Jim Daniels


TAKING PAIN KILLERS AFTER SURGERY

 

The lion and lamb cancel each other out
in the land of pain killers. Something sticky
in the brain canals, and the cleaning boats
with their electric snakes are on strike.

Age fifty-two, my knees sing the blues,
kicked out of church for smart-alecky
prayers, last-minute conversions
and perversions and alternate versions

of an earlier life. They changed the test
right when I finally thought I’d figured it out.
You wouldn’t shoot a three-legged dog,
would you, Jesus?

I took too many time-killers, fiddling
with the radio stations while love burned.
If the fog lifts, give me my eyeballs back.
If the fog lifts, whisper sweet static in my ear.

Tell me a bedtime story about crutches
and the witch who rides them.
The lion and the lamb share a private joke.
Tell me that joke.

                            Ride Through Joshua Tree | Rick Cummings

                            Ride Through Joshua Tree | Rick Cummings


REMEDIAL SPEECH CLASS

 

If someone shouted speech, speech
I would have killed them.
                                            Okay, that’s a reach.
Eleven, not killing anyone—that
would’ve required more speech. I sat
on my hands in class
                                    refusing to raise them.
I who slurred my words and could not stand
to hear them mock those wounded birds,
the flailing of my leaking words
no plumber or therapist could dam.
                                                          Damn.
I could say that, squirming with St. Joe the Stutterer
at the small round remedial table. Even there,
just a mutterer. Bitter root of self-pity. I shred my skin
with silence. If only everything was singular
like the name of God. No “s.”
When the nun asked, did I believe,
                                                         I answered yeah,
not yes. Even that, a lie. What did I believe?
Even my cursive scrawl  slurred the truth, but this is true:
a nun told me, in front of the class, to practice crawling to improve.
I showed no one my first poem:
                                                    Fuck God. Fuck Speech.


LAST RITES CRUCIFIX

 

Thursdays, my mother worked at the dime store.
At lunch my girlfriend and I ran from school
to the back door to the big bed in my parents’ room
where I lifted her skirt and we did what we could
under the crucifix on the bare white wall.
The clock on the dresser ticked us down
to run back for 5th period.

What are you doing in here?
my mother asked. I’d slid open the crucifix,
taken the candles out. Put that away.
Some day we’ll need it.

What if Jesus had a hollowed-out cross
he could climb inside and hide in?
To reappear whole like the woman sawed in half—
just tap it with the wand, and there he’d be,
ready to take a bow, toss the crown of thorns
into the crowd.

Their dressers filled with relics—
his corporal stripes, scout knife, cuff links,
clippings from his southpaw days at St. Rose.
Her jewelry box of condoms and rosaries
and charms in the shape of her children’s heads
that she never wore, believing it would keep us safe.

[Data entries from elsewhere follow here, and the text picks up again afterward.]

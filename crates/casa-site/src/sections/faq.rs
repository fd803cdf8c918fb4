#![forbid(unsafe_code)]

//! Frequently asked questions: a single-open accordion and a booking CTA.

use casa_content::Icon;
use casa_render::{Node, el};
use casa_runtime::motion::{RevealSpec, ScopeId};
use casa_runtime::{Effect, Stage};
use casa_runtime::geometry::ScrollPos;

use crate::chrome::{ACTION_FAQ, action};
use crate::context::ViewCtx;
use crate::icons::svg;
use crate::sections::fade_up;

pub const SECTION_ID: &str = "faq";
pub const HEADER_ID: &str = "faq-header";
pub const LIST_ID: &str = "faq-list";
pub const CTA_ID: &str = "faq-cta";

/// Added to an expanded accordion item.
pub const OPEN_CLASS: &str = "is-open";

/// `"top 85%"`
const HEADER_START: ScrollPos = ScrollPos::new(0.0, 0.85);
/// `"top 80%"`
const LIST_START: ScrollPos = ScrollPos::new(0.0, 0.80);
/// `"top 90%"`
const CTA_START: ScrollPos = ScrollPos::new(0.0, 0.90);

const ITEM_DURATION: f64 = 0.7;
const ITEM_STAGGER: f64 = 0.08;
const CTA_DURATION: f64 = 0.8;

#[must_use]
pub fn item_id(id: &str) -> String {
    format!("faq-item-{id}")
}

#[must_use]
pub fn trigger_id(id: &str) -> String {
    format!("faq-item-{id}-trigger")
}

#[must_use]
pub fn panel_id(id: &str) -> String {
    format!("faq-item-{id}-panel")
}

/// Next open item after a click on `clicked`: the clicked item opens and
/// any other closes; clicking the open item collapses it.
#[must_use]
pub fn toggled(open: Option<&str>, clicked: &str) -> Option<String> {
    if open == Some(clicked) {
        None
    } else {
        Some(clicked.to_owned())
    }
}

/// DOM updates that show or hide one item without a re-render.
#[must_use]
pub fn item_effects(id: &str, open: bool) -> [Effect; 3] {
    [
        Effect::Class {
            target: item_id(id),
            class: OPEN_CLASS.to_owned(),
            on: open,
        },
        Effect::Attr {
            target: trigger_id(id),
            name: "aria-expanded".to_owned(),
            value: Some(if open { "true" } else { "false" }.to_owned()),
        },
        Effect::Attr {
            target: panel_id(id),
            name: "hidden".to_owned(),
            value: (!open).then(String::new),
        },
    ]
}

fn has_cta(ctx: &ViewCtx<'_>) -> bool {
    !ctx.t.faq.cta_text.is_empty() || !ctx.t.faq.cta_button_text.is_empty()
}

#[must_use]
pub fn is_empty(ctx: &ViewCtx<'_>) -> bool {
    ctx.t.faq.title_regular.is_empty() && ctx.t.faq.faqs.is_empty()
}

#[must_use]
pub fn render(ctx: &ViewCtx<'_>) -> Option<Node> {
    if is_empty(ctx) {
        return None;
    }
    let faq = &ctx.t.faq;
    let dir = ctx.dir().as_str();
    let open = ctx.ui.open_faq.as_deref();

    let header = el("div")
        .id(HEADER_ID)
        .class("section-header")
        .child_opt(
            (!faq.subtitle.is_empty())
                .then(|| el("p").class("eyebrow").text(faq.subtitle.as_str())),
        )
        .child(
            el("h2")
                .text(faq.title_regular.as_str())
                .text(" ")
                .child(el("span").class("italic").text(faq.title_italic.as_str())),
        );

    let items = faq.faqs.iter().map(|item| {
        let expanded = open == Some(item.id.as_str());
        el("div")
            .id(item_id(&item.id))
            .class("faq-item")
            .class_if(OPEN_CLASS, expanded)
            .attr("data-faq-item", "")
            .child(
                el("h3").child(
                    action(
                        el("button")
                            .id(trigger_id(&item.id))
                            .attr("type", "button")
                            .class("faq-trigger")
                            .attr("aria-expanded", if expanded { "true" } else { "false" })
                            .attr("aria-controls", panel_id(&item.id)),
                        ACTION_FAQ,
                        Some(item.id.as_str()),
                    )
                    .child(el("span").text(item.question.as_str())),
                ),
            )
            .child(
                el("div")
                    .id(panel_id(&item.id))
                    .class("faq-panel")
                    .attr("role", "region")
                    .attr("aria-labelledby", trigger_id(&item.id))
                    .flag("hidden", !expanded)
                    .child(el("p").attr("dir", dir).text(item.answer.as_str())),
            )
    });

    let cta = has_cta(ctx).then(|| {
        el("div")
            .id(CTA_ID)
            .class("faq-cta")
            .child_opt((!faq.cta_text.is_empty()).then(|| el("p").text(faq.cta_text.as_str())))
            .child_opt((!faq.cta_button_text.is_empty()).then(|| {
                el("a")
                    .attr("href", ctx.site.booking_url.as_str())
                    .class("cta-pill")
                    .text(faq.cta_button_text.as_str())
                    .child(svg(Icon::ArrowRight))
            }))
    });

    Some(
        el("section")
            .id(SECTION_ID)
            .class("faq")
            .child(header)
            .child(
                el("div")
                    .id(LIST_ID)
                    .class("accordion")
                    .attr("data-accordion", "single")
                    .children(items),
            )
            .child_opt(cta)
            .into(),
    )
}

pub fn mount(ctx: &ViewCtx<'_>, stage: &mut Stage, scope: ScopeId) {
    stage.reveal(
        scope,
        RevealSpec::animate(HEADER_ID, HEADER_START, vec![fade_up(HEADER_ID, 60.0)]),
    );

    let faqs = &ctx.t.faq.faqs;
    if !faqs.is_empty() {
        let tweens = faqs
            .iter()
            .enumerate()
            .map(|(i, item)| {
                fade_up(&item_id(&item.id), 40.0)
                    .duration_secs(ITEM_DURATION)
                    .delay_secs(i as f64 * ITEM_STAGGER)
            })
            .collect();
        stage.reveal(scope, RevealSpec::animate(LIST_ID, LIST_START, tweens));
    }

    if has_cta(ctx) {
        stage.reveal(
            scope,
            RevealSpec::animate(
                CTA_ID,
                CTA_START,
                vec![fade_up(CTA_ID, 30.0).duration_secs(CTA_DURATION)],
            ),
        );
    }
}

We squeezed a lot into twenty minutes on Thursdays,
shunning the room of boys with its two bunk beds,
and the room of the grandmother and sister,
with their single beds. We leaped on their queen.

I imagined our searing lust could melt those candles.
She was Orthodox. We were unorthodox.
After, we carefully smoothed the thick spread,
blotting wet spots with tissues.

God knows how often they did it them-
selves—at least five. The candle wicks
were blackened, but I never asked.

My grandmother volunteered at church Tuesdays
and Thursdays. We went by the Roman calendar
minus the Greek calendar, plus the square root
of the remainder—the rhythm method of the devil.

Put that back, my mother said, and get out.
Shame filled my secret hollowed-out spot.
I had my tiny hammer, my tiny nails.
I drove them in Thursday afternoons,
sunlight streaming in like resurrection,
or the second coming, or the third.

The hidden compartment contained
a kit for dying. We were going to live forever.
We improvised the script, talking in tongues
Thursdays at noon under the death-rites crucifix
in the tiny room with the big bed
on Rome Street in Warren, Michigan,
a quarter mile from Fitzgerald High School.

My only holy relic, the house key in my pocket.
We were doubting Thomases, our hands
on each other’s wounds, faith only in Thursdays
and the hard beads of our young bodies
as we called out oh God oh God oh God.
On the wall, the crucifix waited.


BIO

 

JIM DANIELS’ fourteenth book of poems, Birth Marks, was published by BOA Editions in 2013 and was selected as a Michigan Notable Book, winner of the Milton Kessler Poetry Book Award, and received the Gold Medal in Poetry in the Independent Publishers Book Awards. His fifth book of short fiction, Eight Mile High, was published by Michigan State University Press in 2014. A native of Detroit, Daniels is the Thomas Stockham University Professor of English at Carnegie Mellon University.